Flash Burnout by L.K. Madigan. Houghton Mifflin Books for Children. 2009. Reviewed from ARC borrowed from a friend. Morris Award finalist.
The Plot: Blake, 15, has a GF (girlfriend), Shannon; and a girl who is a friend, Marissa. It seems possible to have two women in his life, despite the jokes his brother makes, until he discovers a secret about Marissa that he promises not to tell anyone.
The Good: A perfect romance, written from a teenage boy's point of view. Blake really likes Shannon, even eventually saying the "l" word. He's trying to figure out how to be a good boyfriend, what to say, what not to say, to ignore the "advice" of his brother and friends that say, don't be so into her, ignore her sometimes.
Blake also really likes Marissa, but just as friend. And that's true; it's Shannon he is in love with, it's Shannon he cannot get enough with, loves her shoulders, the feel of her skin, the way she smiles just for him. Marissa is his buddy in photography class, a friend. Want to know the difference between feeling friendship for a person and something more? It's in the details of Blake's interactions with and thoughts about both Shannon and Marissa.
This is NOT one of those stories where the best-friend-who-is-a-girl becomes something more, or the girlfriend turns out to be a shallow undeserving bitca. It's about three nice, likable, teenagers: Blake, a photographer who is always cracking jokes; Shannon, who plays soccer and plays the piano and is strong and sort of confident but also not quite sure how to handle her first real relationship; Marissa, a photographer, living with her grandmother and haunted by her past.
Blake gets involved with Marissa's heartache inadvertently. He takes a photo of a homeless woman who turns out to be Marissa's meth addicted mother. Her mother, Anne, isn't evil or bad; she is an addict whose addiction and sadness overwhelms her and her family. If someone is drowning, when do you try to save them? When do you concentrate on saving yourself?
Blake promises not to tell anyone about Marissa's family, and this secret becomes a problem with Shannon. He cannot share with Shannon why he is there for Marissa, spending time with Marissa.
Flash Burnout manages to be both hilarious and touching, as Blake figures out his relationships with others and also how his actions have consequences.

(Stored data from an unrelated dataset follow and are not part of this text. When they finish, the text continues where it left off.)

impl ClientRegistry {
    /// Create a registry advertising the given hub identity.
    #[must_use]
    pub fn new(hub_info: Implementation) -> Arc<Self> {
        Arc::new(Self {
            hub_info,
            clients: StdMutex::new(HashMap::new()),
            fallback_factory: StdMutex::new(None),
            grace: DISCONNECT_GRACE,
        })
    }

    /// Registry with a custom grace window, for tests.
    #[must_use]
    pub fn with_grace(hub_info: Implementation, grace: Duration) -> Arc<Self> {
        Arc::new(Self {
            hub_info,
            clients: StdMutex::new(HashMap::new()),
            fallback_factory: StdMutex::new(None),
            grace,
        })
    }

    /// Install the factory producing each client session's request
    /// fallback. Wired once by the hub.
    pub fn set_fallback_factory(&self, factory: ClientFallbackFactory) {
        *self
            .fallback_factory
            .lock()
            .expect("factory mutex poisoned") = Some(factory);
    }

    fn build_session(
        self: &Arc<Self>,
        client_id: &str,
        transport: &Arc<dyn Transport>,
    ) -> Arc<McpServer> {
        let session = McpServer::bind(
            transport.clone(),
            self.hub_info.clone(),
            Capabilities::hub(),
            client_id,
        );

        let factory = self
            .fallback_factory
            .lock()
            .expect("factory mutex poisoned")
            .clone();
        if let Some(factory) = factory {
            session.set_request_fallback(factory(client_id.to_string()));
        }

        let registry = Arc::downgrade(self);
        let exit_id = client_id.to_string();
        session.set_exit_handler(Arc::new(move || {
            let registry = registry.clone();
            let client_id = exit_id.clone();
            Box::pin(async move {
                // Tear down outside the transport's read task; disconnect
                // aborts that task and must not cancel itself mid-way.
                tokio::spawn(async move {
                    let Some(registry) = registry.upgrade() else {
                        return;
                    };
                    if let Err(disconnect_error) = registry.disconnect(&client_id).await {
                        warn!("Exit-driven disconnect of {client_id} failed: {disconnect_error}");
                    }
                });
            })
        }));

        session
    }

    /// Connect a new client over a transport. Returns the fresh client id.
    pub async fn connect(self: &Arc<Self>, transport: Arc<dyn Transport>) -> HubResult<String> {
        let client_id = Uuid::new_v4().to_string();
        let session = self.build_session(&client_id, &transport);
        let connection = Arc::new(ClientConnection::new(
            client_id.clone(),
            transport.clone(),
            session,
        ));
        self.clients
            .lock()
            .expect("clients mutex poisoned")
            .insert(client_id.clone(), connection.clone());
        info!("Created MCP client connection: {client_id}");

        match transport.connect().await {
            Ok(()) => {
                let mut inner = connection.inner.lock().expect("client mutex poisoned");
                inner.status = ClientStatus::Connected;
                inner.connect_time = Some(Utc::now());
                drop(inner);
                info!("Connected to MCP client: {client_id}");
                Ok(client_id)
            }
            Err(connect_error) => {
                let mut inner = connection.inner.lock().expect("client mutex poisoned");
                inner.status = ClientStatus::ConnectionFailed;
                inner.error = Some(connect_error.to_string());
                drop(inner);
                Err(connect_error.into())
            }
        }
    }

    /// Re-attach a client within the grace window, binding a new
    /// transport under the same id.
    pub async fn reattach(
        self: &Arc<Self>,
        client_id: &str,
        transport: Arc<dyn Transport>,
    ) -> HubResult<()> {
        let connection = self
            .get(client_id)
            .ok_or_else(|| HubError::NotFound(format!("Client not found: {client_id}")))?;
        if connection.status() != ClientStatus::Disconnected {
            return Err(HubError::InvalidState(format!(
                "Client {client_id} is not awaiting re-attachment"
            )));
        }

        let session = self.build_session(client_id, &transport);
        transport.connect().await?;

        *connection.transport.lock().expect("client mutex poisoned") = transport;
        *connection.session.lock().expect("client mutex poisoned") = session;
        let mut inner = connection.inner.lock().expect("client mutex poisoned");
        inner.status = ClientStatus::Connected;
        inner.connect_time = Some(Utc::now());
        inner.disconnect_time = None;
        inner.error = None;
        drop(inner);

        info!("Re-attached MCP client: {client_id}");
        Ok(())
    }

    /// Disconnect a client and schedule its purge after the grace window.
    pub async fn disconnect(self: &Arc<Self>, client_id: &str) -> HubResult<bool> {
        let Some(connection) = self.get(client_id) else {
            warn!("Cannot disconnect client: {client_id} not found");
            return Ok(false);
        };

        connection.set_status(ClientStatus::Disconnecting);
        if let Err(transport_error) = connection.transport().disconnect().await {
            warn!("Error closing transport of client {client_id}: {transport_error}");
        }
        connection.session().connection_lost("client disconnected");

        {
            let mut inner = connection.inner.lock().expect("client mutex poisoned");
            inner.status = ClientStatus::Disconnected;
            inner.disconnect_time = Some(Utc::now());
        }
        info!("Disconnected MCP client: {client_id}");

        // Purge after the grace window unless the client re-attached.
        let registry = Arc::downgrade(self);
        let purge_id = client_id.to_string();
        let grace = self.grace;
        tokio::spawn(async move {
            tokio::time::sleep(grace).await;
            let Some(registry) = registry.upgrade() else {
                return;
            };
            let mut clients = registry.clients.lock().expect("clients mutex poisoned");
            let still_disconnected = clients
                .get(&purge_id)
                .is_some_and(|connection| connection.status() == ClientStatus::Disconnected);
            if still_disconnected {
                clients.remove(&purge_id);
                debug!("Purged disconnected client: {purge_id}");
            }
        });

        Ok(true)
    }

    /// Look up a client.
    #[must_use]
    pub fn get(&self, client_id: &str) -> Option<Arc<ClientConnection>> {
        self.clients
            .lock()
            .expect("clients mutex poisoned")
            .get(client_id)
            .cloned()
    }

    /// Every live client connection, in id order.
    #[must_use]
    pub fn all(&self) -> Vec<Arc<ClientConnection>> {
        let mut connections: Vec<Arc<ClientConnection>> = self
            .clients
            .lock()
            .expect("clients mutex poisoned")
            .values()
            .cloned()
            .collect();
        connections.sort_by(|a, b| a.client_id.cmp(&b.client_id));
        connections
    }

    /// Number of tracked client records.
    #[must_use]
    pub fn count(&self) -> usize {
        self.clients.lock().expect("clients mutex poisoned").len()
    }

    /// Number of clients that completed the MCP handshake.
    #[must_use]
    pub fn initialized_count(&self) -> usize {
        self.clients
            .lock()
            .expect("clients mutex poisoned")
            .values()
            .filter(|connection| connection.initialized())
            .count()
    }

    /// Status reports for every client.
    #[must_use]
    pub fn status_reports(&self) -> Vec<Value> {
        self.all()
            .into_iter()
            .map(|connection| connection.status_report())
            .collect()
    }

    fn require(&self, client_id: &str) -> HubResult<Arc<ClientConnection>> {
        self.get(client_id)
            .ok_or_else(|| HubError::NotFound(format!("Client not found: {client_id}")))
    }

    /// Forward an envelope to a client; `None` for notifications.
    pub async fn forward(&self, client_id: &str, message: Value) -> HubResult<Option<Value>> {
        let connection = self.require(client_id)?;
        let session = connection.session();
        if message.get("id").is_some() {
            Ok(Some(session.forward_request(message).await?))
        } else {
            session.forward_notification(message).await?;
            Ok(None)
        }
    }

    /// `notifications/resources/updated` toward one client.
    pub async fn notify_resource_updated(&self, client_id: &str, uri: &str) -> HubResult<()> {
        let connection = self.require(client_id)?;
        connection.session().notify_resource_updated(uri).await?;
        Ok(())
    }

    /// `notifications/resources/list_changed` toward one client.
    pub async fn notify_resources_changed(&self, client_id: &str) -> HubResult<()> {
        let connection = self.require(client_id)?;
        connection.session().notify_resources_changed().await?;
        Ok(())
    }

    /// `notifications/tools/list_changed` toward one client.
    pub async fn notify_tools_changed(&self, client_id: &str) -> HubResult<()> {
        let connection = self.require(client_id)?;
        connection.session().notify_tools_changed().await?;
        Ok(())
    }

    /// `notifications/prompts/list_changed` toward one client.
    pub async fn notify_prompts_changed(&self, client_id: &str) -> HubResult<()> {
        let connection = self.require(client_id)?;
        connection.session().notify_prompts_changed().await?;
        Ok(())
    }

    /// Elicit a completion from one client.
    pub async fn sample(&self, client_id: &str, request: Value) -> HubResult<Value> {
        let connection = self.require(client_id)?;
        Ok(connection.session().sample(request).await?)
    }

    /// Disconnect every client; used at hub shutdown.
    pub async fn disconnect_all(self: &Arc<Self>) {
        let ids: Vec<String> = self
            .clients
            .lock()
            .expect("clients mutex poisoned")
            .keys()
            .cloned()
            .collect();
        for client_id in ids {
            if let Err(disconnect_error) = self.disconnect(&client_id).await {
                warn!("Error disconnecting client {client_id}: {disconnect_error}");
            }
        }
    }
}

Blake's parents are terrific; his mother is a hospital chaplain, his father a medical examiner. They are supportive but not pushovers. In addition to interesting career choices, both jobs add to the plot line. When Blake goes looking for Marissa's mother, his mother turns out to know about the homeless in town and where they may be because of her job. Likewise, his father's job also factors into the search for the missing woman.
I'm adding this to my favorite books read in 2009; and it's easy to see why this made the Morris Award shortlist. Yes, of course it's because of the plot, and the deft handling of serious issues and everyday issues, and supporting characters who are well rounded; but it's also (in my opinion, I have no connection to the Committee!) the character and portrayal of Blake. Blake is so real, from his humor, his point of view, his attraction to Shannon, that at times I thought Blake was real and the author had just invited him to his house, given him some cheese and caramel popcorn, and transcribed Blake's words.